• **Activity**: Scan the entries below for the word "false". Copy each line that has it.

•••••

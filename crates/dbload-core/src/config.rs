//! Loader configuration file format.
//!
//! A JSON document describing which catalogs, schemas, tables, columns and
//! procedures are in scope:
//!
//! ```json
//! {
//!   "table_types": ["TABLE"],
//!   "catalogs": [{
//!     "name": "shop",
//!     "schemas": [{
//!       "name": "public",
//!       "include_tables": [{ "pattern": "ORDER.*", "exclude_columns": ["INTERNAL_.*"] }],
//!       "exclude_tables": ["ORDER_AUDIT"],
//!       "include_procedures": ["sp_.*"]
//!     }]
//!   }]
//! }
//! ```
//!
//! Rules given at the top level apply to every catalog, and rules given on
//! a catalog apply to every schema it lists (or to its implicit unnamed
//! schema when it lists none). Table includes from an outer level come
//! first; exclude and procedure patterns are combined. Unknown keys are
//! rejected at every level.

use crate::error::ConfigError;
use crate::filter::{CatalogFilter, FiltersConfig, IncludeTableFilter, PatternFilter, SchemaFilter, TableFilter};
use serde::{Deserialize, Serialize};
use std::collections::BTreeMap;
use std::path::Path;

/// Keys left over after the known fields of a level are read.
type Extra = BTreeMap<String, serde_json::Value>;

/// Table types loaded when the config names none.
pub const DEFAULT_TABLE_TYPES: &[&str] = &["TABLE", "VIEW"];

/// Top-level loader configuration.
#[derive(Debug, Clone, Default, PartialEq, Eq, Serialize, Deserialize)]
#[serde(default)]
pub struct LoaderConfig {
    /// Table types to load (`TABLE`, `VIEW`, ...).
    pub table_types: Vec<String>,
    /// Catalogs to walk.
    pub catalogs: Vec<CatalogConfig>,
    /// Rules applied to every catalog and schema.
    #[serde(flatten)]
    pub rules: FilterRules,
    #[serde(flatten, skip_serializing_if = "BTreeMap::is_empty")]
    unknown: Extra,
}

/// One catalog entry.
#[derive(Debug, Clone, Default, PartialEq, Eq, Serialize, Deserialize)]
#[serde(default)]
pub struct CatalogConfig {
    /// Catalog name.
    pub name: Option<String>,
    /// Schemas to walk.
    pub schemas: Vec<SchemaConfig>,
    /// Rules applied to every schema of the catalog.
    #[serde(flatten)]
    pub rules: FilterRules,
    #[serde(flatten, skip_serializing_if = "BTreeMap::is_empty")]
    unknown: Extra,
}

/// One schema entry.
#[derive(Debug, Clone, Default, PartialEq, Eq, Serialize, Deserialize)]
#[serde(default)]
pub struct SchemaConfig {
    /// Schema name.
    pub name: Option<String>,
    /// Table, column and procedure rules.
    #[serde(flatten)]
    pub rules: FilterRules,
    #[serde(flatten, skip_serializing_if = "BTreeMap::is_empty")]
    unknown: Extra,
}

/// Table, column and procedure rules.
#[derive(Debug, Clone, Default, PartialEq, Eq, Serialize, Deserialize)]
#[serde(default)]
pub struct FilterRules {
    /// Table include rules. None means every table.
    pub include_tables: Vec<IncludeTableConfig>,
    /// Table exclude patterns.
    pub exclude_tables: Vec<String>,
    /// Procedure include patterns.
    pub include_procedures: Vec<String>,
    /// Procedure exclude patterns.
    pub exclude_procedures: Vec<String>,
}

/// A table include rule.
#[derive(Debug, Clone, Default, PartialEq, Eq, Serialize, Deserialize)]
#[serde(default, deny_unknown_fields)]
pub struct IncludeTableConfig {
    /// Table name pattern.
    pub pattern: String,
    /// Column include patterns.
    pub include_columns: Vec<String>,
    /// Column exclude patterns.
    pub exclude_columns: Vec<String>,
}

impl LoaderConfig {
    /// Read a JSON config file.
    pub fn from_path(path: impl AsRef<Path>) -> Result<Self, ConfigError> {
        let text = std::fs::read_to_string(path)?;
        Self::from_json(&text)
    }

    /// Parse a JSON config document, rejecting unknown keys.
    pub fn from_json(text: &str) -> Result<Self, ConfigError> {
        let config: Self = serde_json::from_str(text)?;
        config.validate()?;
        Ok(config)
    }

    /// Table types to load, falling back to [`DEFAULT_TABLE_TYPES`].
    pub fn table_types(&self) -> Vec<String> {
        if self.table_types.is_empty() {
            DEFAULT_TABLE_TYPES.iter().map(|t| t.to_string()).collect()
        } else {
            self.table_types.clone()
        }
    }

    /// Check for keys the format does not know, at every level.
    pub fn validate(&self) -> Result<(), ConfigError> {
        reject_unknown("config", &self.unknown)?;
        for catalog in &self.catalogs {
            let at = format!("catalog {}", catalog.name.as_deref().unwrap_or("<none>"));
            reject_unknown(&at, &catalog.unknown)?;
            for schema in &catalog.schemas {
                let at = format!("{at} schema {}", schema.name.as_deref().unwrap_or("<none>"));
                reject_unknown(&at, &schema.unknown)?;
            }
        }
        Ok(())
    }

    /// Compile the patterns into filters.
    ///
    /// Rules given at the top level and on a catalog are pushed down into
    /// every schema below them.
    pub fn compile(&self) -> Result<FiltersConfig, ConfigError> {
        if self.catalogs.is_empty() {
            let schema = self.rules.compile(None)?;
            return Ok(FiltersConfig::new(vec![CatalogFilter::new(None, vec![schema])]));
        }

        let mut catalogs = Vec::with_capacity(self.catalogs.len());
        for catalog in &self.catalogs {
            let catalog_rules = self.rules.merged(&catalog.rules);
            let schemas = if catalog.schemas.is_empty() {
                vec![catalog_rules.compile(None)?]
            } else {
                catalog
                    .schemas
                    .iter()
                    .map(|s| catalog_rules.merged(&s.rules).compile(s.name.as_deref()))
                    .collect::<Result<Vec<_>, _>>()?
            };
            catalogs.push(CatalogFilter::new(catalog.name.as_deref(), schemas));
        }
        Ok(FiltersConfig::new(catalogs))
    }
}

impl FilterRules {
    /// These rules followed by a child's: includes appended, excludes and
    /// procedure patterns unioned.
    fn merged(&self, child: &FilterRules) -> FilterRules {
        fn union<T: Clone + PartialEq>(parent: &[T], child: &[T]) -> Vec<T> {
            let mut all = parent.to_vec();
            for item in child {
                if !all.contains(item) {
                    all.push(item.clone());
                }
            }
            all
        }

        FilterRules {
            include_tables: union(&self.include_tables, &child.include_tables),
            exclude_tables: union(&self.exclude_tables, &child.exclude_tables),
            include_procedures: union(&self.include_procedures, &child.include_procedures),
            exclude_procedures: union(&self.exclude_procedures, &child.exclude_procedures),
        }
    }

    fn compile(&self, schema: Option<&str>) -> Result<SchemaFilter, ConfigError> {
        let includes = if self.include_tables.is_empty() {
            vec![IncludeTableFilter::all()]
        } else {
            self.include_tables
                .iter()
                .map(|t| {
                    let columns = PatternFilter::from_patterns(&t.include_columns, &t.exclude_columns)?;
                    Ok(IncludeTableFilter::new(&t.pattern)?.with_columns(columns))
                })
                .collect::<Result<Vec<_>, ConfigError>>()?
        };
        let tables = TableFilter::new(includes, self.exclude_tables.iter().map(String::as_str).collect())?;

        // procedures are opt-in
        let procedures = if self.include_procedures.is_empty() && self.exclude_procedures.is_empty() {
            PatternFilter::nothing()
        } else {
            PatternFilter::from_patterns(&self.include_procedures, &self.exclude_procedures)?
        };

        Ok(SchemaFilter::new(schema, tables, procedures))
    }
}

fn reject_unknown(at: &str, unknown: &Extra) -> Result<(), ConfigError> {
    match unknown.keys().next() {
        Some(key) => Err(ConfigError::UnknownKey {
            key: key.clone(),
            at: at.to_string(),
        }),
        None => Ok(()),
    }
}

•••••

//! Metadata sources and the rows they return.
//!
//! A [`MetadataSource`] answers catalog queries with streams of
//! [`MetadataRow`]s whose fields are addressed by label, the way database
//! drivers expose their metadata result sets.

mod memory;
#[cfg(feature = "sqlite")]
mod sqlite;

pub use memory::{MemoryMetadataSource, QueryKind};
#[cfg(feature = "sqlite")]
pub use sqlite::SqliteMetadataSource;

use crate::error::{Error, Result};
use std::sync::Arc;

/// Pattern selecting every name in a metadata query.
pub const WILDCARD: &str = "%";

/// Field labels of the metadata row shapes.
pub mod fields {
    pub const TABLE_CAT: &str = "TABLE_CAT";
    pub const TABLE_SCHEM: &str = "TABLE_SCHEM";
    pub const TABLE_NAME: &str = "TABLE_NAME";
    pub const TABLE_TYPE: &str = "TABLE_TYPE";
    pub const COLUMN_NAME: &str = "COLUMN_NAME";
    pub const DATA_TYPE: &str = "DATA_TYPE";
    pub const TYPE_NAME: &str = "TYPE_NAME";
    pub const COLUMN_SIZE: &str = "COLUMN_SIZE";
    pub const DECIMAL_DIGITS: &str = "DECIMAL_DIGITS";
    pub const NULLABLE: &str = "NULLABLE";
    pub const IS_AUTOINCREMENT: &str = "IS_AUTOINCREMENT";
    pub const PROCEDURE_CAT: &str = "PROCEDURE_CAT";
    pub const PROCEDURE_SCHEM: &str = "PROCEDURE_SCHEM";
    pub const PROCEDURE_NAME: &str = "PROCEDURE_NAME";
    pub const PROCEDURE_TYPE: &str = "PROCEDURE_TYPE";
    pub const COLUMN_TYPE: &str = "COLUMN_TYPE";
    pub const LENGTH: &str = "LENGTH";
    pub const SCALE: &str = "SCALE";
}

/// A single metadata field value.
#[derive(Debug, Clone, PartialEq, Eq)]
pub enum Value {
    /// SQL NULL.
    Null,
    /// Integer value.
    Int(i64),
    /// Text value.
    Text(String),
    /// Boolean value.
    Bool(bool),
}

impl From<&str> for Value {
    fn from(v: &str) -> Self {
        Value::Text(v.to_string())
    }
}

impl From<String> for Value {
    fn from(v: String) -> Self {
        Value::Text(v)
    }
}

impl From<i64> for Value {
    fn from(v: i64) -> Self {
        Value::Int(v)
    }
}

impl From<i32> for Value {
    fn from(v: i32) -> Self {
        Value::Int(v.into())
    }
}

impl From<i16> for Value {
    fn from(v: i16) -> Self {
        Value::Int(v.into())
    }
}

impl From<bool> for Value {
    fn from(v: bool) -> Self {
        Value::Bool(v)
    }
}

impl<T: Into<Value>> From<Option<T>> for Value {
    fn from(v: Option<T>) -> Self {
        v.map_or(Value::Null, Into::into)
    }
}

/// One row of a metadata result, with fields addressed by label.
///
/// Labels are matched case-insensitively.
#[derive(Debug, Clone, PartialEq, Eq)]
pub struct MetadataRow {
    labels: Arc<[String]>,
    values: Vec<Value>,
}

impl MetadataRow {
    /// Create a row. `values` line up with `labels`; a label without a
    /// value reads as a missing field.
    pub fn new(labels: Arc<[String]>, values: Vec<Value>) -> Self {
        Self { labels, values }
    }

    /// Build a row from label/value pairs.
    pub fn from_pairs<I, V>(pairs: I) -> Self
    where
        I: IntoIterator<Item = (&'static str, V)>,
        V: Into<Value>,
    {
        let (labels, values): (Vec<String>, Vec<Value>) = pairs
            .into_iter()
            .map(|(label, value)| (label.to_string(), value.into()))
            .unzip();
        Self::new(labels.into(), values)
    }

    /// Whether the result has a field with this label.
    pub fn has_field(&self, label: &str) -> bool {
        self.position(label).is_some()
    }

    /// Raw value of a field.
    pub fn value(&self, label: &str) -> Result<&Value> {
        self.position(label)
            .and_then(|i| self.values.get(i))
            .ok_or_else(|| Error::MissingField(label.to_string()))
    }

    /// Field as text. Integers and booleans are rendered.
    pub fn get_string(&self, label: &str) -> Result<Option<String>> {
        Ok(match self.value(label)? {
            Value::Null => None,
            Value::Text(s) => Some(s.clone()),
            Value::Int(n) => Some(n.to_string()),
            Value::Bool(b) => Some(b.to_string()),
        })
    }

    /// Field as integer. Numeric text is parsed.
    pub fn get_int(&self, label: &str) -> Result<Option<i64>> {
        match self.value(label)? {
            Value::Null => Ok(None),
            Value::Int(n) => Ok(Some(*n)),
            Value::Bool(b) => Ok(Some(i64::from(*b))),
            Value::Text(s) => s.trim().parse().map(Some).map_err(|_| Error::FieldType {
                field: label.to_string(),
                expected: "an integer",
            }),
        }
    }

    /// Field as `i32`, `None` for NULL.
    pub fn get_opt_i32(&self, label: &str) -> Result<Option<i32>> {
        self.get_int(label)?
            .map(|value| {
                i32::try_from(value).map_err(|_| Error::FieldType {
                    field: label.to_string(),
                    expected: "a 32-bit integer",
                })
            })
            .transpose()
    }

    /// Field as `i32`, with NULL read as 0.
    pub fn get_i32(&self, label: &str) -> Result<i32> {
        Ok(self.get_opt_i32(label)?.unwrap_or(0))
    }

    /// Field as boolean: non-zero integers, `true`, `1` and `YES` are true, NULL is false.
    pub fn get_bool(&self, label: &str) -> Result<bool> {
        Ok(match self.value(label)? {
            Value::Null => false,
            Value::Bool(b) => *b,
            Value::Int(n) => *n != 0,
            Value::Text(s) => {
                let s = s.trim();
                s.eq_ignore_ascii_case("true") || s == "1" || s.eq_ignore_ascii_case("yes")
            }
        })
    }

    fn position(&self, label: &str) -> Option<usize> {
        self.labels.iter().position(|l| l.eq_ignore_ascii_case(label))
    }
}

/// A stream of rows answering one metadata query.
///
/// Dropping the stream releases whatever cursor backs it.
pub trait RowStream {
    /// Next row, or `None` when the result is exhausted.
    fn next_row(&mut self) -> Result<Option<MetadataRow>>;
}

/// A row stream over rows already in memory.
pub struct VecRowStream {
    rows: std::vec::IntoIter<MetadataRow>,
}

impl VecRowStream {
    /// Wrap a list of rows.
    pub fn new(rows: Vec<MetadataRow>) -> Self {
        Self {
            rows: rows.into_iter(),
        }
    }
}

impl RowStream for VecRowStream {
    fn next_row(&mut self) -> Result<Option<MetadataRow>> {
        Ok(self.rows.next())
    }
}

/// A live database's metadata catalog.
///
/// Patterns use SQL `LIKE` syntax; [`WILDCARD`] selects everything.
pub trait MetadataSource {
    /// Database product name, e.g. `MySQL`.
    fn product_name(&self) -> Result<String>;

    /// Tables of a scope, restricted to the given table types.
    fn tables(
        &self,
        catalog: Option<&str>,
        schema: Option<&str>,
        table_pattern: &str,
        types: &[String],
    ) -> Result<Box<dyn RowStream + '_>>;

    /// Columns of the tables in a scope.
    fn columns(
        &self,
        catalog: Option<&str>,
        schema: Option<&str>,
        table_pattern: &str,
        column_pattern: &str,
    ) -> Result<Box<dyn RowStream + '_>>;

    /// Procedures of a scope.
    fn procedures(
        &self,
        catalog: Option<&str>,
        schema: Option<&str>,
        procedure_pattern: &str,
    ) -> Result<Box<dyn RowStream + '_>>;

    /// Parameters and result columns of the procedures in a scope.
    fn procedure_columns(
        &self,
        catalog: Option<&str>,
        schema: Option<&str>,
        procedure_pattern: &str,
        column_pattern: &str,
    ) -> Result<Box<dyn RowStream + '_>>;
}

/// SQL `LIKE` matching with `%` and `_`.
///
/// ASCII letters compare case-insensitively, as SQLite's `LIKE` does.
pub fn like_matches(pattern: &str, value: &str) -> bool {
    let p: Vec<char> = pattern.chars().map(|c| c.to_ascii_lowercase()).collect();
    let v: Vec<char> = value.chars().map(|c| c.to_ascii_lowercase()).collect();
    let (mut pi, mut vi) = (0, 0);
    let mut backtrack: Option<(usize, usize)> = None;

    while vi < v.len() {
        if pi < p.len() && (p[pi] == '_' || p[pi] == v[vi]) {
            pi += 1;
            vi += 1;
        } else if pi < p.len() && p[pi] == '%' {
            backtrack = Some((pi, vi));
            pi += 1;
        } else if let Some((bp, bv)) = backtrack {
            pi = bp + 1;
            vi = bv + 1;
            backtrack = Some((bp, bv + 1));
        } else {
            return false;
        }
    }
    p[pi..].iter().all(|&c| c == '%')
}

•••••

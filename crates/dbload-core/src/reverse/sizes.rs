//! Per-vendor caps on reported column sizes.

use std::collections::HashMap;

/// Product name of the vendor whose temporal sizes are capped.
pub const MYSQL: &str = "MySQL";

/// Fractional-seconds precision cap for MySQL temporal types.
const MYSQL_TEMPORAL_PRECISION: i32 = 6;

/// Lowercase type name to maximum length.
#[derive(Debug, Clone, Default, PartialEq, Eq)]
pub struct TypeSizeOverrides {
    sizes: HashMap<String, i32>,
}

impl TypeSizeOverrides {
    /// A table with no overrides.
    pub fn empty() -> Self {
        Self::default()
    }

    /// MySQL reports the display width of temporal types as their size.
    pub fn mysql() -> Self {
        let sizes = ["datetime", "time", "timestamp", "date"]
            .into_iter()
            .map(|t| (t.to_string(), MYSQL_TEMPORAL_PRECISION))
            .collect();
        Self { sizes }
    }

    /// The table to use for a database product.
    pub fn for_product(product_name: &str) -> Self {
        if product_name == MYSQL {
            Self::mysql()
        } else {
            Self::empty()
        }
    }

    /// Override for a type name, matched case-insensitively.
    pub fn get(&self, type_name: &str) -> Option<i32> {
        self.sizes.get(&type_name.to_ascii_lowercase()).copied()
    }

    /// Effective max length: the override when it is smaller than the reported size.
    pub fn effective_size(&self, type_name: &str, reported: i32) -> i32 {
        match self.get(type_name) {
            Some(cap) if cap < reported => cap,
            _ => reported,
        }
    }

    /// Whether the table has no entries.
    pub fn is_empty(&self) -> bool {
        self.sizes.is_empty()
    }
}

•••••

• **Finished task**:
    /// Field as boolean: non-zero integers, `true`, `1` and `YES` are true, NULL is false.
            Value::Null => false,
            return false;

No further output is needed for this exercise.